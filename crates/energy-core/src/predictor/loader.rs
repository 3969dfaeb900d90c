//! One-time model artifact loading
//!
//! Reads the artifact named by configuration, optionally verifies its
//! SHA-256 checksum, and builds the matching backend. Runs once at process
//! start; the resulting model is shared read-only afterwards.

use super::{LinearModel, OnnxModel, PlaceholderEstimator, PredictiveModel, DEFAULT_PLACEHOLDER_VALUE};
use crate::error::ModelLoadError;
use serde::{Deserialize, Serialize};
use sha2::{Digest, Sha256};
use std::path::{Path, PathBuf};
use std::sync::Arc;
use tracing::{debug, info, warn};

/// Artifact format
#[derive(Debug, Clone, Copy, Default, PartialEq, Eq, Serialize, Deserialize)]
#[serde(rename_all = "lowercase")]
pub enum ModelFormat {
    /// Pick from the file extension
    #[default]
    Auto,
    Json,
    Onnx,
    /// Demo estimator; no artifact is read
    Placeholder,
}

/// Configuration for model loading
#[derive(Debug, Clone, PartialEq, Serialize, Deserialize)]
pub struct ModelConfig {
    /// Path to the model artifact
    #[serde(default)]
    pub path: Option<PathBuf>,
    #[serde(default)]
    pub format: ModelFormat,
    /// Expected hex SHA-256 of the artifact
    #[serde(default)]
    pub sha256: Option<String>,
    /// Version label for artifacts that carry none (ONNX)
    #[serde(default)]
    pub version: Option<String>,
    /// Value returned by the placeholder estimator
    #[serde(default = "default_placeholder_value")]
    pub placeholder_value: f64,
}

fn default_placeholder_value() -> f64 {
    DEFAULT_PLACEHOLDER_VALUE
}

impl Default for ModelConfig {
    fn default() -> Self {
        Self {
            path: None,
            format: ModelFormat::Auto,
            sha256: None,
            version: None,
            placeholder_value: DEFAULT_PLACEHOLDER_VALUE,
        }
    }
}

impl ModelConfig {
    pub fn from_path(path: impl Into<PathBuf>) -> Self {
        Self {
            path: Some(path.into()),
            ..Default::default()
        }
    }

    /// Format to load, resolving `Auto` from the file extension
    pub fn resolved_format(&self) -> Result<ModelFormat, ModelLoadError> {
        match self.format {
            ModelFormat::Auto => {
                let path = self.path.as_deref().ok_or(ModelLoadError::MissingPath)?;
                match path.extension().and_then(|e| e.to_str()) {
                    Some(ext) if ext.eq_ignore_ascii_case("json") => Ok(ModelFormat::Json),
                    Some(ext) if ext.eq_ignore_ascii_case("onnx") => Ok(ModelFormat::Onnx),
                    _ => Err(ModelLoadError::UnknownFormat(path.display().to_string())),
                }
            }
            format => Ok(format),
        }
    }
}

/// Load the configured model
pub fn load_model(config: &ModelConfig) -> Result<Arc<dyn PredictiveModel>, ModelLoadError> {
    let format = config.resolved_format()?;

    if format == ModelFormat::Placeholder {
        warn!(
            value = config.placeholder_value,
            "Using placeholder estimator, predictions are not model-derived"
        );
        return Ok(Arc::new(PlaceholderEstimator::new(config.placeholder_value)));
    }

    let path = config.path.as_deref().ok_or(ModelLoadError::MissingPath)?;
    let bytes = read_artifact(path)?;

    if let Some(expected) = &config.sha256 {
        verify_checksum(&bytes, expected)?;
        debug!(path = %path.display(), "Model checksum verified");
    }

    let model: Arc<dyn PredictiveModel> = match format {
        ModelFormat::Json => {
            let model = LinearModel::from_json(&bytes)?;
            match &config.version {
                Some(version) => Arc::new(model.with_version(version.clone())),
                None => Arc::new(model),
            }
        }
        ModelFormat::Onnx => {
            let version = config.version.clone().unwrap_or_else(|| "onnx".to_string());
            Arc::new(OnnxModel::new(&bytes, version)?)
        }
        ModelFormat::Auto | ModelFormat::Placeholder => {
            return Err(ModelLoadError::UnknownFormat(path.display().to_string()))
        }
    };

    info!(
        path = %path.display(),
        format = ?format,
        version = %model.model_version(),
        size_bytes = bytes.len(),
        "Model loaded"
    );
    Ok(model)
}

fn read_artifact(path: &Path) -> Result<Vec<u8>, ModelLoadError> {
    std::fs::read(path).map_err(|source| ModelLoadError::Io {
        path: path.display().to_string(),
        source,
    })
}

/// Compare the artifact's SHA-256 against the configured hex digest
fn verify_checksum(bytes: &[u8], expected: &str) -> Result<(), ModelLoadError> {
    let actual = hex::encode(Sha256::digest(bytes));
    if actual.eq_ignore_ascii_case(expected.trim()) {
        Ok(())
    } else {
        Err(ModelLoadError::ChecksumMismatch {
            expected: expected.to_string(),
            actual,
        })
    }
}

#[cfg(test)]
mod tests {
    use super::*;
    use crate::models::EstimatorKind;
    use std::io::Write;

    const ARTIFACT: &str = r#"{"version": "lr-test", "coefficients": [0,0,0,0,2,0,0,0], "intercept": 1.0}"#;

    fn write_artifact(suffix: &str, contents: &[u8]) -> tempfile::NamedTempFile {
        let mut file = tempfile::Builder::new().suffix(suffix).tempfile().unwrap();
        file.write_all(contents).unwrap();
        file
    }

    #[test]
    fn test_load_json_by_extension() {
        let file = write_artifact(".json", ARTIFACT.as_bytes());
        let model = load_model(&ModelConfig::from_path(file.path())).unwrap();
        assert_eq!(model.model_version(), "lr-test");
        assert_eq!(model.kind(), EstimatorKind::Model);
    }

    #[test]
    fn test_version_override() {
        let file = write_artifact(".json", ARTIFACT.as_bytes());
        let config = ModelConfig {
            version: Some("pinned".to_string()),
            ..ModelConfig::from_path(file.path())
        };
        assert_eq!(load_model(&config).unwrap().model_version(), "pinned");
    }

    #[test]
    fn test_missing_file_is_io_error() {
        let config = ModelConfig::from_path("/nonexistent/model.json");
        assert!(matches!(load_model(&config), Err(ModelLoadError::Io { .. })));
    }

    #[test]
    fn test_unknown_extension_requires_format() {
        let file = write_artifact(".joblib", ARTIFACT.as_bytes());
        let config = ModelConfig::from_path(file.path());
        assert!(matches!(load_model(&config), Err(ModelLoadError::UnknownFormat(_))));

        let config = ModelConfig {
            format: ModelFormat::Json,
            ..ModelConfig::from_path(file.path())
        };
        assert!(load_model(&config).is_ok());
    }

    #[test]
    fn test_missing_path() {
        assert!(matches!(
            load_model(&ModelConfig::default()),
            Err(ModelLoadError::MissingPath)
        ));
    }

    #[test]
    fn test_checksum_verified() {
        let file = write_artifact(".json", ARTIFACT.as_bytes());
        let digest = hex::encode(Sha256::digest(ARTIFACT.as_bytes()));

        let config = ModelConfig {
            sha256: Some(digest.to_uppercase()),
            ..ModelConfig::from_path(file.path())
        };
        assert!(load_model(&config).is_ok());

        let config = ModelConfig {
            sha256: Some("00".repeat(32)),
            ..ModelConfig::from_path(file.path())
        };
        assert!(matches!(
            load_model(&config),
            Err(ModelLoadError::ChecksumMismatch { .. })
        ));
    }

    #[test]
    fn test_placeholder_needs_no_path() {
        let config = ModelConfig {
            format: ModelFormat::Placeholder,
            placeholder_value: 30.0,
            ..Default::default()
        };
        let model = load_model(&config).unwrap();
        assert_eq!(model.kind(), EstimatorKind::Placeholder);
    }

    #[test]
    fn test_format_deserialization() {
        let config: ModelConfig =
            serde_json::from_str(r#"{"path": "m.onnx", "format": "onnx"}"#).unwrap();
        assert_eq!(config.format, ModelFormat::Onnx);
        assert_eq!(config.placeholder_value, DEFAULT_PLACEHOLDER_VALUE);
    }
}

________________

* **Task details**:
The material above is to be reproduced exactly as written.

* **Result of the exercise**:
filename crates/energy-core/src/predictor/loader.rs
repository 3969dfaeb900d90c
//! One-time model artifact loading
//!
//! Reads the artifact named by configuration, optionally verifies its
//! SHA-256 checksum, and builds the matching backend. Runs once at process
//! start; the resulting model is shared read-only afterwards.

use super::{LinearModel, OnnxModel, PlaceholderEstimator, PredictiveModel, DEFAULT_PLACEHOLDER_VALUE};
use crate::error::ModelLoadError;
use serde::{Deserialize, Serialize};
use sha2::{Digest, Sha256};
use std::path::{Path, PathBuf};
use std::sync::Arc;
use tracing::{debug, info, warn};

/// Artifact format
#[derive(Debug, Clone, Copy, Default, PartialEq, Eq, Serialize, Deserialize)]
#[serde(rename_all = "lowercase")]
pub enum ModelFormat {
    /// Pick from the file extension
    #[default]
    Auto,
    Json,
    Onnx,
    /// Demo estimator; no artifact is read
    Placeholder,
}

/// Configuration for model loading
#[derive(Debug, Clone, PartialEq, Serialize, Deserialize)]
pub struct ModelConfig {
    /// Path to the model artifact
    #[serde(default)]
    pub path: Option<PathBuf>,
    #[serde(default)]
    pub format: ModelFormat,
    /// Expected hex SHA-256 of the artifact
    #[serde(default)]
    pub sha256: Option<String>,
    /// Version label for artifacts that carry none (ONNX)
    #[serde(default)]
    pub version: Option<String>,
    /// Value returned by the placeholder estimator
    #[serde(default = "default_placeholder_value")]
    pub placeholder_value: f64,
}

fn default_placeholder_value() -> f64 {
    DEFAULT_PLACEHOLDER_VALUE
}

impl Default for ModelConfig {
    fn default() -> Self {
        Self {
            path: None,
            format: ModelFormat::Auto,
            sha256: None,
            version: None,
            placeholder_value: DEFAULT_PLACEHOLDER_VALUE,
        }
    }
}

impl ModelConfig {
    pub fn from_path(path: impl Into<PathBuf>) -> Self {
        Self {
            path: Some(path.into()),
            ..Default::default()
        }
    }

    /// Format to load, resolving `Auto` from the file extension
    pub fn resolved_format(&self) -> Result<ModelFormat, ModelLoadError> {
        match self.format {
            ModelFormat::Auto => {
                let path = self.path.as_deref().ok_or(ModelLoadError::MissingPath)?;
                match path.extension().and_then(|e| e.to_str()) {
                    Some(ext) if ext.eq_ignore_ascii_case("json") => Ok(ModelFormat::Json),
                    Some(ext) if ext.eq_ignore_ascii_case("onnx") => Ok(ModelFormat::Onnx),
                    _ => Err(ModelLoadError::UnknownFormat(path.display().to_string())),
                }
            }
            format => Ok(format),
        }
    }
}

/// Load the configured model
pub fn load_model(config: &ModelConfig) -> Result<Arc<dyn PredictiveModel>, ModelLoadError> {
    let format = config.resolved_format()?;

    if format == ModelFormat::Placeholder {
        warn!(
            value = config.placeholder_value,
            "Using placeholder estimator, predictions are not model-derived"
        );
        return Ok(Arc::new(PlaceholderEstimator::new(config.placeholder_value)));
    }

    let path = config.path.as_deref().ok_or(ModelLoadError::MissingPath)?;
    let bytes = read_artifact(path)?;

    if let Some(expected) = &config.sha256 {
        verify_checksum(&bytes, expected)?;
        debug!(path = %path.display(), "Model checksum verified");
    }

    let model: Arc<dyn PredictiveModel> = match format {
        ModelFormat::Json => {
            let model = LinearModel::from_json(&bytes)?;
            match &config.version {
                Some(version) => Arc::new(model.with_version(version.clone())),
                None => Arc::new(model),
            }
        }
        ModelFormat::Onnx => {
            let version = config.version.clone().unwrap_or_else(|| "onnx".to_string());
            Arc::new(OnnxModel::new(&bytes, version)?)
        }
        ModelFormat::Auto | ModelFormat::Placeholder => {
            return Err(ModelLoadError::UnknownFormat(path.display().to_string()))
        }
    };

    info!(
        path = %path.display(),
        format = ?format,
        version = %model.model_version(),
        size_bytes = bytes.len(),
        "Model loaded"
    );
    Ok(model)
}

fn read_artifact(path: &Path) -> Result<Vec<u8>, ModelLoadError> {
    std::fs::read(path).map_err(|source| ModelLoadError::Io {
        path: path.display().to_string(),
        source,
    })
}

/// Compare the artifact's SHA-256 against the configured hex digest
fn verify_checksum(bytes: &[u8], expected: &str) -> Result<(), ModelLoadError> {
    let actual = hex::encode(Sha256::digest(bytes));
    if actual.eq_ignore_ascii_case(expected.trim()) {
        Ok(())
    } else {
        Err(ModelLoadError::ChecksumMismatch {
            expected: expected.to_string(),
            actual,
        })
    }
}

#[cfg(test)]
mod tests {
    use super::*;
    use crate::models::EstimatorKind;
    use std::io::Write;

    const ARTIFACT: &str = r#"{"version": "lr-test", "coefficients": [0,0,0,0,2,0,0,0], "intercept": 1.0}"#;

    fn write_artifact(suffix: &str, contents: &[u8]) -> tempfile::NamedTempFile {
        let mut file = tempfile::Builder::new().suffix(suffix).tempfile().unwrap();
        file.write_all(contents).unwrap();
        file
    }

    #[test]
    fn test_load_json_by_extension() {
        let file = write_artifact(".json", ARTIFACT.as_bytes());
        let model = load_model(&ModelConfig::from_path(file.path())).unwrap();
        assert_eq!(model.model_version(), "lr-test");
        assert_eq!(model.kind(), EstimatorKind::Model);
    }

    #[test]
    fn test_version_override() {
        let file = write_artifact(".json", ARTIFACT.as_bytes());
        let config = ModelConfig {
            version: Some("pinned".to_string()),
            ..ModelConfig::from_path(file.path())
        };
        assert_eq!(load_model(&config).unwrap().model_version(), "pinned");
    }

    #[test]
    fn test_missing_file_is_io_error() {
        let config = ModelConfig::from_path("/nonexistent/model.json");
        assert!(matches!(load_model(&config), Err(ModelLoadError::Io { .. })));
    }

    #[test]
    fn test_unknown_extension_requires_format() {
        let file = write_artifact(".joblib", ARTIFACT.as_bytes());
        let config = ModelConfig::from_path(file.path());
        assert!(matches!(load_model(&config), Err(ModelLoadError::UnknownFormat(_))));

        let config = ModelConfig {
            format: ModelFormat::Json,
            ..ModelConfig::from_path(file.path())
        };
        assert!(load_model(&config).is_ok());
    }

    #[test]
    fn test_missing_path() {
        assert!(matches!(
            load_model(&ModelConfig::default()),
            Err(ModelLoadError::MissingPath)
        ));
    }

    #[test]
    fn test_checksum_verified() {
        let file = write_artifact(".json", ARTIFACT.as_bytes());
        let digest = hex::encode(Sha256::digest(ARTIFACT.as_bytes()));

        let config = ModelConfig {
            sha256: Some(digest.to_uppercase()),
            ..ModelConfig::from_path(file.path())
        };
        assert!(load_model(&config).is_ok());

        let config = ModelConfig {
            sha256: Some("00".repeat(32)),
            ..ModelConfig::from_path(file.path())
        };
        assert!(matches!(
            load_model(&config),
            Err(ModelLoadError::ChecksumMismatch { .. })
        ));
    }

    #[test]
    fn test_placeholder_needs_no_path() {
        let config = ModelConfig {
            format: ModelFormat::Placeholder,
            placeholder_value: 30.0,
            ..Default::default()
        };
        let model = load_model(&config).unwrap();
        assert_eq!(model.kind(), EstimatorKind::Placeholder);
    }

    #[test]
    fn test_format_deserialization() {
        let config: ModelConfig =
            serde_json::from_str(r#"{"path": "m.onnx", "format": "onnx"}"#).unwrap();
        assert_eq!(config.format, ModelFormat::Onnx);
        assert_eq!(config.placeholder_value, DEFAULT_PLACEHOLDER_VALUE);
    }
}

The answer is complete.